== Task requirements ==
Examine the records and identify each line that includes the string "descendants". Copy those lines.

== Source data ==

+-------+

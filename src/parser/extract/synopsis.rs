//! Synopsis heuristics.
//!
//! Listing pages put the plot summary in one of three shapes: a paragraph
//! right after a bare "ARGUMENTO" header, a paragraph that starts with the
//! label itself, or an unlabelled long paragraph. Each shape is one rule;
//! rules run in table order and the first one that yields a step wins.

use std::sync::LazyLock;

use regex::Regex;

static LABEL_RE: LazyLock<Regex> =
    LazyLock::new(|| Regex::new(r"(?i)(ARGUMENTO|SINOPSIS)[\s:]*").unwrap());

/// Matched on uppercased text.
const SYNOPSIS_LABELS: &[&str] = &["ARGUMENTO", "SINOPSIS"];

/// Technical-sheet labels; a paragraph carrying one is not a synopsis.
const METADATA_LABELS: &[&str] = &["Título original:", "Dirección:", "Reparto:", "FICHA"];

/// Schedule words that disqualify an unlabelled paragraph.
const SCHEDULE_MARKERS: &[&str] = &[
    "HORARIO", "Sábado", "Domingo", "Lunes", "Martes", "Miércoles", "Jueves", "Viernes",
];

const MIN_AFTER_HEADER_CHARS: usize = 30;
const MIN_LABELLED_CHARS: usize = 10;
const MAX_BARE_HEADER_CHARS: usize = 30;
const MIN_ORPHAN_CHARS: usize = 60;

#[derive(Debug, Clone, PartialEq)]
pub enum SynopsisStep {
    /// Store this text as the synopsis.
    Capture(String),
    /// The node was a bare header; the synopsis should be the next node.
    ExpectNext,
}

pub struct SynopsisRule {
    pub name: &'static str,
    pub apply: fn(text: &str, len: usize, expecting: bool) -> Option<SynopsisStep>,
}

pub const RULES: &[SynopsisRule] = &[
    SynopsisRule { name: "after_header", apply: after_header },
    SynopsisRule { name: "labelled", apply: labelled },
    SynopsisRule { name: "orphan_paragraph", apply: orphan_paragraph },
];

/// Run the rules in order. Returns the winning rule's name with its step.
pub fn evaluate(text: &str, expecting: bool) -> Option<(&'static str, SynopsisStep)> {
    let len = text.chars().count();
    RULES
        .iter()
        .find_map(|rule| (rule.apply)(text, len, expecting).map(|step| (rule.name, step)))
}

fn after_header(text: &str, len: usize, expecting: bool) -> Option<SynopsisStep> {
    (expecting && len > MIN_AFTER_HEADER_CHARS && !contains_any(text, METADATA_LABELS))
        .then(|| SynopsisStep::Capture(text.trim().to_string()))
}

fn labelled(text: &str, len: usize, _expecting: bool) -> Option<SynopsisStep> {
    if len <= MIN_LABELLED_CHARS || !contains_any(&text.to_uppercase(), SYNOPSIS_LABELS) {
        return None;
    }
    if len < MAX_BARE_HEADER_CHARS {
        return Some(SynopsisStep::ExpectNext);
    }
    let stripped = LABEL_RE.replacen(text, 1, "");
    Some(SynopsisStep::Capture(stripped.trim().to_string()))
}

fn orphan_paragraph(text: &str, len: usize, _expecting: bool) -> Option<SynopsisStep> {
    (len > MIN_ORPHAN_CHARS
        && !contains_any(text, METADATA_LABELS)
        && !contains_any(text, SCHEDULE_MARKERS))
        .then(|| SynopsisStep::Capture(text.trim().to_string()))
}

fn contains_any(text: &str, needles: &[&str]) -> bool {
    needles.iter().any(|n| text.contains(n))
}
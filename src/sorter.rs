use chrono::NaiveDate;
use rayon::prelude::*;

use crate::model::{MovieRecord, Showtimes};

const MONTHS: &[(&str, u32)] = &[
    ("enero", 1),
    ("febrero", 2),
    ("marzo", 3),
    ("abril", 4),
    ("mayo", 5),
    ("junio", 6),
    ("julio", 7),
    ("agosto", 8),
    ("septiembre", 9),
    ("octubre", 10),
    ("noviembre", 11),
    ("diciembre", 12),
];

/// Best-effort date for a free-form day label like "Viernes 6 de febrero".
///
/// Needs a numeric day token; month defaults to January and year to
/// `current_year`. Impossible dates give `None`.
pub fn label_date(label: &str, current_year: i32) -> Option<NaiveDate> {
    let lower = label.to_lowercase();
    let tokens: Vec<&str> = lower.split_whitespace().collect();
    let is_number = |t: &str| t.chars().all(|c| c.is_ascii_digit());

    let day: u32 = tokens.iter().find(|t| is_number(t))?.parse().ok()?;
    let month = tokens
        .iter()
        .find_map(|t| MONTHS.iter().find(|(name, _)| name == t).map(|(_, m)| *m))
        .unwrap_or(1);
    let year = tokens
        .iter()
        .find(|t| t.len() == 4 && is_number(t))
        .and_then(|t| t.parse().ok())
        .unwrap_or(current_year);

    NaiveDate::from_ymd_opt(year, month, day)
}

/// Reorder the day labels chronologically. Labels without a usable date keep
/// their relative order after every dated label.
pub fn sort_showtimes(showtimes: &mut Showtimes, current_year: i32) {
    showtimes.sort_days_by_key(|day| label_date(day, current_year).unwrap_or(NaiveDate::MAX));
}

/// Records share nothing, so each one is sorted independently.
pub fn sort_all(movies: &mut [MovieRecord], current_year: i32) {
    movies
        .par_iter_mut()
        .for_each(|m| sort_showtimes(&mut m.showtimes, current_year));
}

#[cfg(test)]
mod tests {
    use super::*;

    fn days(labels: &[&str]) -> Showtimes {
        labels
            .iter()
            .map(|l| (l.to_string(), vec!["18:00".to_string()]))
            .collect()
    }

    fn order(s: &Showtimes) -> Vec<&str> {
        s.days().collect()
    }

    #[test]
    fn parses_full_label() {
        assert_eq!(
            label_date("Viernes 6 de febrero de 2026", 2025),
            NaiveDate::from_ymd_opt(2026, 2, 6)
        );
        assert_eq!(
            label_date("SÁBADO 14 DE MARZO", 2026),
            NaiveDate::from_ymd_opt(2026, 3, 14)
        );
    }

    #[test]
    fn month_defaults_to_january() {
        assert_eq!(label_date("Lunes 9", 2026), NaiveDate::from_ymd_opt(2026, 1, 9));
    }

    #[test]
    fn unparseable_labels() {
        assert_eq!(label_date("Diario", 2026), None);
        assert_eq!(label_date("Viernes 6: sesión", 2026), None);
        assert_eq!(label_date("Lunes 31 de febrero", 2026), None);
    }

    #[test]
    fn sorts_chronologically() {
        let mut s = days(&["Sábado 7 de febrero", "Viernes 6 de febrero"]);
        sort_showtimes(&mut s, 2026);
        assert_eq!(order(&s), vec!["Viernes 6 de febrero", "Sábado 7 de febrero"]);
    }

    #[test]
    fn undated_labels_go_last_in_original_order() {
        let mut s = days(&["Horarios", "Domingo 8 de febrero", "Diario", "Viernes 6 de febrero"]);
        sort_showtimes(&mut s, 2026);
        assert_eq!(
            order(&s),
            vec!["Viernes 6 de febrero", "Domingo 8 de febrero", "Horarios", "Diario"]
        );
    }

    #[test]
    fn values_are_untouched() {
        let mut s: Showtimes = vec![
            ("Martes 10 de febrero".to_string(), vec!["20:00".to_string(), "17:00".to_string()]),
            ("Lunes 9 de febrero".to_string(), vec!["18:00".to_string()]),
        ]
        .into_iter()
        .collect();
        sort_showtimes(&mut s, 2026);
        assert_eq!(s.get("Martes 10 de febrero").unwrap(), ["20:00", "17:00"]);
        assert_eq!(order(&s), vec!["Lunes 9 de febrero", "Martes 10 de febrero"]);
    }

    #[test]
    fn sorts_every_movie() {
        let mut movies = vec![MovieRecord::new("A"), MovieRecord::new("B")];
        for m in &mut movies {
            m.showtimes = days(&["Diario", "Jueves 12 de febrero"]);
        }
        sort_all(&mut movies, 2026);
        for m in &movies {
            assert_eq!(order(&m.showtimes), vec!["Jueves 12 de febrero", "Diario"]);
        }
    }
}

+-------+

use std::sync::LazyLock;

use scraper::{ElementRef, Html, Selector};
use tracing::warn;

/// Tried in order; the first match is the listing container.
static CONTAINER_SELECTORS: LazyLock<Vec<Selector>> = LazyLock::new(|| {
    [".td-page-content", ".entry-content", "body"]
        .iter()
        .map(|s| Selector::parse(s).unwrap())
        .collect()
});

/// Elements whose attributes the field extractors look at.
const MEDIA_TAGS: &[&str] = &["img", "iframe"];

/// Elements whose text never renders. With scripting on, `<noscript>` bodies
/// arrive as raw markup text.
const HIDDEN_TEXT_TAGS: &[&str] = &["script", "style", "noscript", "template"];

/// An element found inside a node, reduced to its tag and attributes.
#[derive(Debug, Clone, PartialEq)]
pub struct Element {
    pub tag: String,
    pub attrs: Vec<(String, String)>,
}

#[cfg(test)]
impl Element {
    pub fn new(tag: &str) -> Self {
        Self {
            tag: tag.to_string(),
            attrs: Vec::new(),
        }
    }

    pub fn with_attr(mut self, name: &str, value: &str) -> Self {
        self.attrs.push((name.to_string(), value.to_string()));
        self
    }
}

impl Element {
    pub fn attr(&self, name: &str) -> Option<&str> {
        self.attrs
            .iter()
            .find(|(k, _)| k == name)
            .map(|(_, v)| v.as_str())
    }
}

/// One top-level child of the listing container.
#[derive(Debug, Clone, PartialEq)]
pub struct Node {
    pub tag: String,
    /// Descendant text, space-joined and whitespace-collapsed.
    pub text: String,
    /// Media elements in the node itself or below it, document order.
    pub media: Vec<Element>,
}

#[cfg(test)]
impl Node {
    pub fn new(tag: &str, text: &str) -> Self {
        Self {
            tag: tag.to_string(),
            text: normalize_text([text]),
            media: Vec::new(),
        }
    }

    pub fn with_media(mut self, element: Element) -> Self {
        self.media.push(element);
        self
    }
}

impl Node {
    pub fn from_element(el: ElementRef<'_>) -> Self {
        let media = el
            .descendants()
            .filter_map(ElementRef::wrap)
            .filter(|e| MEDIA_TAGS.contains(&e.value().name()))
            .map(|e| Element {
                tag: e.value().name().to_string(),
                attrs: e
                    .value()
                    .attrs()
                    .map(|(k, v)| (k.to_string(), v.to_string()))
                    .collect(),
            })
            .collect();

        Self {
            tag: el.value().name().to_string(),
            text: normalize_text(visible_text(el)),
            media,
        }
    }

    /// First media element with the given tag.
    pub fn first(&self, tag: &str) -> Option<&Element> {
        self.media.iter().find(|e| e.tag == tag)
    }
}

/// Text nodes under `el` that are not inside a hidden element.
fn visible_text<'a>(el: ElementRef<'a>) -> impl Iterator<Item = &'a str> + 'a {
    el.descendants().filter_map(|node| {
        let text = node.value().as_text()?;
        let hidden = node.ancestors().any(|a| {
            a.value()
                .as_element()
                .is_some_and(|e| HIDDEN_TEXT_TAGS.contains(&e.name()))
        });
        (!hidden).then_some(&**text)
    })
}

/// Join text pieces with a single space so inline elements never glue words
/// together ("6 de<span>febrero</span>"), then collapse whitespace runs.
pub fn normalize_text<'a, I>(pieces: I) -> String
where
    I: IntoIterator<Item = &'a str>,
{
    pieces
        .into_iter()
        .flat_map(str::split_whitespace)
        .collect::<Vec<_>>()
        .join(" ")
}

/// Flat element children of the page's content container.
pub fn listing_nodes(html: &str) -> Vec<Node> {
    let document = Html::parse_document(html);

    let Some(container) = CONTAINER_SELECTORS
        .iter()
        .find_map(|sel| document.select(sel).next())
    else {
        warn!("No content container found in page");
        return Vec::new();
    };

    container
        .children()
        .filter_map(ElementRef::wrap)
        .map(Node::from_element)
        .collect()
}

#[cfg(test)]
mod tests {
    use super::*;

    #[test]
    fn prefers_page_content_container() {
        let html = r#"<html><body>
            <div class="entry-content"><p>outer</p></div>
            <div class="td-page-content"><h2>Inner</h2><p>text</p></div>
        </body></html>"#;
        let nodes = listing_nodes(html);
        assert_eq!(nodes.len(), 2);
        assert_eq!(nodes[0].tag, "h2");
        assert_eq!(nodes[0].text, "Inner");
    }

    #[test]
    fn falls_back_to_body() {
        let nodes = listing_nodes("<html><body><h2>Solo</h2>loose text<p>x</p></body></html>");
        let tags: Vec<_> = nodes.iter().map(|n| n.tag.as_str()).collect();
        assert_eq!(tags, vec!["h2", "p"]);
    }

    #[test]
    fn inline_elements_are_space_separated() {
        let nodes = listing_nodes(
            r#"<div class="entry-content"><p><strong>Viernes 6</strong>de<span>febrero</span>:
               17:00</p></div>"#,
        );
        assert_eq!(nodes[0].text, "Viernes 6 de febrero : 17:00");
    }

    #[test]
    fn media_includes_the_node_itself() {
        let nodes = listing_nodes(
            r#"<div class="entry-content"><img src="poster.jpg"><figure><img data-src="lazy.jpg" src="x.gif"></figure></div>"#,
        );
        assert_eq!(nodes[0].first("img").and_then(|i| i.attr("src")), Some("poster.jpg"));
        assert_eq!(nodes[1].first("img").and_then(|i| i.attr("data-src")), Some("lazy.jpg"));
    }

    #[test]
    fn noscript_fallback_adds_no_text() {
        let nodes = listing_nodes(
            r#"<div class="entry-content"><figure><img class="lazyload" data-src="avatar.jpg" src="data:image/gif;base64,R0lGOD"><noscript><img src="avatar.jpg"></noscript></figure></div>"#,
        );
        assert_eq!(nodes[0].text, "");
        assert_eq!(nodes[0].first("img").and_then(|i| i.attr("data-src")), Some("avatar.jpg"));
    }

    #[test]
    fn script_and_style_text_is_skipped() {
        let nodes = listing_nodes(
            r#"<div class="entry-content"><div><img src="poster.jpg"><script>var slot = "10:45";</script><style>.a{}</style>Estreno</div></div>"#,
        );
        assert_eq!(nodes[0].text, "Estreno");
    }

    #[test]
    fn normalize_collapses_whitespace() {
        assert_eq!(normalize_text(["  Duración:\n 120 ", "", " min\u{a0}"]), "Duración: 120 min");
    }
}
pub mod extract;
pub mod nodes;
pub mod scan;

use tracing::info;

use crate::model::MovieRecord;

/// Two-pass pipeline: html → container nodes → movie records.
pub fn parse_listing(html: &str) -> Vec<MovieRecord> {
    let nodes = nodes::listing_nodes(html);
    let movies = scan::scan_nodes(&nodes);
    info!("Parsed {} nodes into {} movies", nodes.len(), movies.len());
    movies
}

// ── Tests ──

+-------+

== Task result ==
            .descendants()
    el.descendants().filter_map(|node| {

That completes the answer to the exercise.